## Listed entries
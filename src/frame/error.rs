// Error taxonomy for the frame lifecycle
//
// Transient conditions (minimized window, out-of-date swapchain) are not
// errors at all: they come back as `FrameOutcome::Skipped`. Everything here is
// fatal for the lifecycle and carries the stage that failed.

use std::fmt;

use thiserror::Error;

use super::gpu::Extent2D;

/// Errors reported by a `Device` or `PresentationSurface` implementation
#[derive(Error, Debug)]
pub enum GpuError {
    #[error("out of host or device memory")]
    OutOfMemory,
    #[error("device lost")]
    DeviceLost,
    #[error("timed out")]
    Timeout,
    #[error("presentation surface lost")]
    SurfaceLost,
    #[error("{0}")]
    Backend(String),
}

pub type GpuResult<T> = Result<T, GpuError>;

pub type BoxError = Box<dyn std::error::Error + Send + Sync + 'static>;

/// Where in the lifecycle a failure happened
#[derive(Debug, Clone, Copy, PartialEq, Eq, Hash)]
pub enum FrameStage {
    Initialize,
    Acquire,
    Wait,
    Record,
    Submit,
    Present,
    Rebuild,
    Shutdown,
}

impl fmt::Display for FrameStage {
    fn fmt(&self, f: &mut fmt::Formatter<'_>) -> fmt::Result {
        let name = match self {
            FrameStage::Initialize => "initialize",
            FrameStage::Acquire => "acquire",
            FrameStage::Wait => "wait",
            FrameStage::Record => "record",
            FrameStage::Submit => "submit",
            FrameStage::Present => "present",
            FrameStage::Rebuild => "rebuild",
            FrameStage::Shutdown => "shutdown",
        };
        f.write_str(name)
    }
}

/// Fatal lifecycle errors
#[derive(Error, Debug)]
pub enum FrameError {
    /// Surface or swapchain unusable for the controller
    #[error("{stage}: swapchain setup failed: {reason}")]
    Initialization { stage: FrameStage, reason: String },

    #[error("{stage}: resource exhausted")]
    ResourceExhausted {
        stage: FrameStage,
        #[source]
        source: GpuError,
    },

    #[error("{stage}: device lost")]
    DeviceLost { stage: FrameStage },

    #[error("wait: fence for slot {slot} not signaled within {timeout_ns} ns")]
    FenceTimeout { slot: usize, timeout_ns: u64 },

    #[error("{stage}: submission failed")]
    SubmissionFailed {
        stage: FrameStage,
        #[source]
        source: GpuError,
    },

    #[error("record: callback for slot {slot} failed")]
    Record {
        slot: usize,
        #[source]
        source: BoxError,
    },

    #[error("rebuild: swapchain resources at {extent} failed")]
    Rebuild {
        extent: Extent2D,
        #[source]
        source: BoxError,
    },
}

impl FrameError {
    /// Classify a backend error raised during `stage`
    pub fn from_gpu(stage: FrameStage, err: GpuError) -> Self {
        match err {
            GpuError::OutOfMemory => FrameError::ResourceExhausted { stage, source: err },
            GpuError::DeviceLost => FrameError::DeviceLost { stage },
            other => FrameError::SubmissionFailed { stage, source: other },
        }
    }

    pub fn stage(&self) -> FrameStage {
        match self {
            FrameError::Initialization { stage, .. }
            | FrameError::ResourceExhausted { stage, .. }
            | FrameError::DeviceLost { stage }
            | FrameError::SubmissionFailed { stage, .. } => *stage,
            FrameError::FenceTimeout { .. } => FrameStage::Wait,
            FrameError::Record { .. } => FrameStage::Record,
            FrameError::Rebuild { .. } => FrameStage::Rebuild,
        }
    }

    /// True if the device can no longer be used and must be recreated
    pub fn is_device_lost(&self) -> bool {
        matches!(self, FrameError::DeviceLost { .. } | FrameError::FenceTimeout { .. })
    }
}

#[cfg(test)]
mod tests {
    use super::*;

    #[test]
    fn gpu_errors_are_classified() {
        let err = FrameError::from_gpu(FrameStage::Submit, GpuError::OutOfMemory);
        assert!(matches!(err, FrameError::ResourceExhausted { stage: FrameStage::Submit, .. }));

        let err = FrameError::from_gpu(FrameStage::Wait, GpuError::DeviceLost);
        assert!(err.is_device_lost());
        assert_eq!(err.stage(), FrameStage::Wait);

        let err = FrameError::from_gpu(FrameStage::Present, GpuError::SurfaceLost);
        assert!(matches!(err, FrameError::SubmissionFailed { stage: FrameStage::Present, .. }));
    }

    #[test]
    fn messages_name_the_stage() {
        let err = FrameError::DeviceLost { stage: FrameStage::Acquire };
        assert_eq!(err.to_string(), "acquire: device lost");

        let err = FrameError::FenceTimeout { slot: 1, timeout_ns: 5 };
        assert_eq!(err.stage(), FrameStage::Wait);
        assert!(err.to_string().starts_with("wait:"));

        let err = FrameError::Rebuild {
            extent: Extent2D::new(640, 480),
            source: "no memory".into(),
        };
        assert_eq!(err.to_string(), "rebuild: swapchain resources at 640x480 failed");

        let err = FrameError::Initialization {
            stage: FrameStage::Rebuild,
            reason: "surface provides 1 image(s)".to_string(),
        };
        assert_eq!(err.stage(), FrameStage::Rebuild);
        assert_eq!(err.to_string(), "rebuild: swapchain setup failed: surface provides 1 image(s)");
    }
}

## Problem description
Output every line from the records, exactly as written.

## Result of the task
filename src/frame/error.rs
// Error taxonomy for the frame lifecycle
//
// Transient conditions (minimized window, out-of-date swapchain) are not
// errors at all: they come back as `FrameOutcome::Skipped`. Everything here is
// fatal for the lifecycle and carries the stage that failed.

use std::fmt;

use thiserror::Error;

use super::gpu::Extent2D;

/// Errors reported by a `Device` or `PresentationSurface` implementation
#[derive(Error, Debug)]
pub enum GpuError {
    #[error("out of host or device memory")]
    OutOfMemory,
    #[error("device lost")]
    DeviceLost,
    #[error("timed out")]
    Timeout,
    #[error("presentation surface lost")]
    SurfaceLost,
    #[error("{0}")]
    Backend(String),
}

pub type GpuResult<T> = Result<T, GpuError>;

pub type BoxError = Box<dyn std::error::Error + Send + Sync + 'static>;

/// Where in the lifecycle a failure happened
#[derive(Debug, Clone, Copy, PartialEq, Eq, Hash)]
pub enum FrameStage {
    Initialize,
    Acquire,
    Wait,
    Record,
    Submit,
    Present,
    Rebuild,
    Shutdown,
}

impl fmt::Display for FrameStage {
    fn fmt(&self, f: &mut fmt::Formatter<'_>) -> fmt::Result {
        let name = match self {
            FrameStage::Initialize => "initialize",
            FrameStage::Acquire => "acquire",
            FrameStage::Wait => "wait",
            FrameStage::Record => "record",
            FrameStage::Submit => "submit",
            FrameStage::Present => "present",
            FrameStage::Rebuild => "rebuild",
            FrameStage::Shutdown => "shutdown",
        };
        f.write_str(name)
    }
}

/// Fatal lifecycle errors
#[derive(Error, Debug)]
pub enum FrameError {
    /// Surface or swapchain unusable for the controller
    #[error("{stage}: swapchain setup failed: {reason}")]
    Initialization { stage: FrameStage, reason: String },

    #[error("{stage}: resource exhausted")]
    ResourceExhausted {
        stage: FrameStage,
        #[source]
        source: GpuError,
    },

    #[error("{stage}: device lost")]
    DeviceLost { stage: FrameStage },

    #[error("wait: fence for slot {slot} not signaled within {timeout_ns} ns")]
    FenceTimeout { slot: usize, timeout_ns: u64 },

    #[error("{stage}: submission failed")]
    SubmissionFailed {
        stage: FrameStage,
        #[source]
        source: GpuError,
    },

    #[error("record: callback for slot {slot} failed")]
    Record {
        slot: usize,
        #[source]
        source: BoxError,
    },

    #[error("rebuild: swapchain resources at {extent} failed")]
    Rebuild {
        extent: Extent2D,
        #[source]
        source: BoxError,
    },
}

impl FrameError {
    /// Classify a backend error raised during `stage`
    pub fn from_gpu(stage: FrameStage, err: GpuError) -> Self {
        match err {
            GpuError::OutOfMemory => FrameError::ResourceExhausted { stage, source: err },
            GpuError::DeviceLost => FrameError::DeviceLost { stage },
            other => FrameError::SubmissionFailed { stage, source: other },
        }
    }

    pub fn stage(&self) -> FrameStage {
        match self {
            FrameError::Initialization { stage, .. }
            | FrameError::ResourceExhausted { stage, .. }
            | FrameError::DeviceLost { stage }
            | FrameError::SubmissionFailed { stage, .. } => *stage,
            FrameError::FenceTimeout { .. } => FrameStage::Wait,
            FrameError::Record { .. } => FrameStage::Record,
            FrameError::Rebuild { .. } => FrameStage::Rebuild,
        }
    }

    /// True if the device can no longer be used and must be recreated
    pub fn is_device_lost(&self) -> bool {
        matches!(self, FrameError::DeviceLost { .. } | FrameError::FenceTimeout { .. })
    }
}

#[cfg(test)]
mod tests {
    use super::*;

    #[test]
    fn gpu_errors_are_classified() {
        let err = FrameError::from_gpu(FrameStage::Submit, GpuError::OutOfMemory);
        assert!(matches!(err, FrameError::ResourceExhausted { stage: FrameStage::Submit, .. }));

        let err = FrameError::from_gpu(FrameStage::Wait, GpuError::DeviceLost);
        assert!(err.is_device_lost());
        assert_eq!(err.stage(), FrameStage::Wait);

        let err = FrameError::from_gpu(FrameStage::Present, GpuError::SurfaceLost);
        assert!(matches!(err, FrameError::SubmissionFailed { stage: FrameStage::Present, .. }));
    }

    #[test]
    fn messages_name_the_stage() {
        let err = FrameError::DeviceLost { stage: FrameStage::Acquire };
        assert_eq!(err.to_string(), "acquire: device lost");

        let err = FrameError::FenceTimeout { slot: 1, timeout_ns: 5 };
        assert_eq!(err.stage(), FrameStage::Wait);
        assert!(err.to_string().starts_with("wait:"));

        let err = FrameError::Rebuild {
            extent: Extent2D::new(640, 480),
            source: "no memory".into(),
        };
        assert_eq!(err.to_string(), "rebuild: swapchain resources at 640x480 failed");

        let err = FrameError::Initialization {
            stage: FrameStage::Rebuild,
            reason: "surface provides 1 image(s)".to_string(),
        };
        assert_eq!(err.stage(), FrameStage::Rebuild);
        assert_eq!(err.to_string(), "rebuild: swapchain setup failed: surface provides 1 image(s)");
    }
}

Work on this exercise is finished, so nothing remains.